Martin Luther referred to the gospel as “this article.” He said, “Most necessary is that we know this article well, teach it to others, and beat it into their heads continually.” Luther knew that we have this proclivity to wander from our foundation. Thus we must constantly and continually beat the gospel into our hearts and into the people we serve and lead. To drill the gospel into the heads of our people, we need more than our confessions and our creeds to be centered on the gospel. We need the culture of our churches to stand firmly on Jesus and His work for us.
The culture of a church is powerful. It dominates everything else. It is constantly teaching, constantly showing people what is most important. By culture, I am not referring to a church’s ethnic or socio-economic mix. I am referring to the shared values and beliefs that undergird all the church does. And while your doctrinal statement, your strategy for reaching your community, and your leadership structure are important, in many ways your church culture trumps them all. For example:
If the doctrine of the church is that all believers are priests and ministers because our great high priest has made us priests through His death, yet the culture of the church values only “professional ministers” – the culture will trump the doctrinal confession. A pastor preaching Ephesians 4:11-12 one time will not automatically remove the unrealistic and unbiblical expectation that the pastor is the one who does all the ministry.

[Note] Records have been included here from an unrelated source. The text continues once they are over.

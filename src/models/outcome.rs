use crate::error::CameraError;

/// Shown in the result area before anything has been decoded
pub const NO_TEXT_PLACEHOLDER: &str = "No text extracted yet.";

/// Shown while an attempt is in flight
pub const SCANNING_PLACEHOLDER: &str = "No text yet, scanning...";

/// Prefixes that mark displayed text as a status message rather than a result
const RESERVED_PREFIXES: [&str; 3] = ["No text", "❌", "⚠"];

/// True when `text` starts with one of the reserved status markers
pub fn is_reserved_marker(text: &str) -> bool {
    RESERVED_PREFIXES.iter().any(|prefix| text.starts_with(prefix))
}

/// True when `text` is a real result that copy/share/history may act on
pub fn is_actionable(text: &str) -> bool {
    !text.trim().is_empty() && !is_reserved_marker(text)
}

/// Why a decode attempt produced no text
#[derive(Debug, Clone, PartialEq, Eq)]
pub enum DecodeFailure {
    /// The decoder found no QR code
    NotFound,
    /// Camera access was refused
    PermissionDenied,
    /// No camera device exists
    DeviceMissing,
    /// Camera requires a secure context
    InsecureContext,
    /// Camera capture is unavailable here
    Unsupported,
    /// Anything else, with a human-readable message
    Other(String),
}

impl DecodeFailure {
    /// Marker string rendered in the result area
    pub fn marker(&self) -> String {
        match self {
            DecodeFailure::NotFound => "❌ No QR code found in image.".to_string(),
            DecodeFailure::PermissionDenied => {
                "⚠ Camera not accessible. Please allow permissions.".to_string()
            }
            DecodeFailure::DeviceMissing => "⚠ No camera found on this device.".to_string(),
            DecodeFailure::InsecureContext => "⚠ Camera requires a secure context.".to_string(),
            DecodeFailure::Unsupported => "⚠ Camera is not supported here.".to_string(),
            DecodeFailure::Other(message) => format!("❌ {message}"),
        }
    }
}

impl From<CameraError> for DecodeFailure {
    fn from(err: CameraError) -> Self {
        match err {
            CameraError::PermissionDenied => DecodeFailure::PermissionDenied,
            CameraError::DeviceMissing => DecodeFailure::DeviceMissing,
            CameraError::InsecureContext => DecodeFailure::InsecureContext,
            CameraError::Unsupported => DecodeFailure::Unsupported,
            CameraError::Other(message) => DecodeFailure::Other(message),
        }
    }
}

/// Outcome of one decode attempt
pub type DecodeResult = Result<String, DecodeFailure>;

/// Decode session state
#[derive(Debug, Clone, PartialEq, Eq, Default)]
pub enum DecodeState {
    /// Nothing in flight
    #[default]
    Idle,
    /// Upload or camera attempt in progress
    Decoding,
    /// Decoded text, verbatim
    Succeeded(String),
    /// Attempt failed
    Failed(DecodeFailure),
}

impl DecodeState {
    /// Text for the result area
    pub fn display_text(&self) -> String {
        match self {
            DecodeState::Idle => NO_TEXT_PLACEHOLDER.to_string(),
            DecodeState::Decoding => SCANNING_PLACEHOLDER.to_string(),
            DecodeState::Succeeded(text) => text.clone(),
            DecodeState::Failed(failure) => failure.marker(),
        }
    }

    /// Decoded text when the last attempt succeeded
    pub fn success_text(&self) -> Option<&str> {
        match self {
            DecodeState::Succeeded(text) => Some(text),
            _ => None,
        }
    }
}

#[cfg(test)]
mod tests {
    use super::*;

    #[test]
    fn every_failure_renders_a_reserved_marker() {
        let failures = [
            DecodeFailure::NotFound,
            DecodeFailure::PermissionDenied,
            DecodeFailure::DeviceMissing,
            DecodeFailure::InsecureContext,
            DecodeFailure::Unsupported,
            DecodeFailure::Other("boom".into()),
        ];
        for failure in failures {
            assert!(is_reserved_marker(&failure.marker()), "{failure:?}");
        }
        assert!(is_reserved_marker(&DecodeState::Idle.display_text()));
        assert!(is_reserved_marker(&DecodeState::Decoding.display_text()));
    }

    #[test]
    fn success_is_displayed_verbatim() {
        let state = DecodeState::Succeeded("  https://example.com/?q=1 ".into());
        assert_eq!(state.display_text(), "  https://example.com/?q=1 ");
        assert!(is_actionable(&state.display_text()));
    }

    #[test]
    fn blank_text_is_not_actionable() {
        assert!(!is_actionable(""));
        assert!(!is_actionable("   "));
        assert!(is_actionable("HELLO"));
    }
}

If the doctrine of the church is the true and accurate belief that the sacrifice of Jesus is bigger than any sin, yet the culture does not allow for openness and confession, someone who admits a struggle will be unlikely to experience mercy expressed from another. A graceless culture overpowers a grace-filled confession.
If the doctrine of the church is we are to live as missionaries because Jesus stepped into our culture to rescue us, but the culture of the church focuses almost exclusively on the church calendar and what happens in the building – the culture will attempt to squelch and suffocate desires to serve the surrounding community.
Peter Drucker famously said, “culture eats strategy for breakfast.” He was not diminishing strategy. He was simply recognizing the overwhelming influence culture has on people. If the culture of a church is at odds with the doctrinal confession of the church, the culture typically wins. The unstated message speaks louder than the stated one.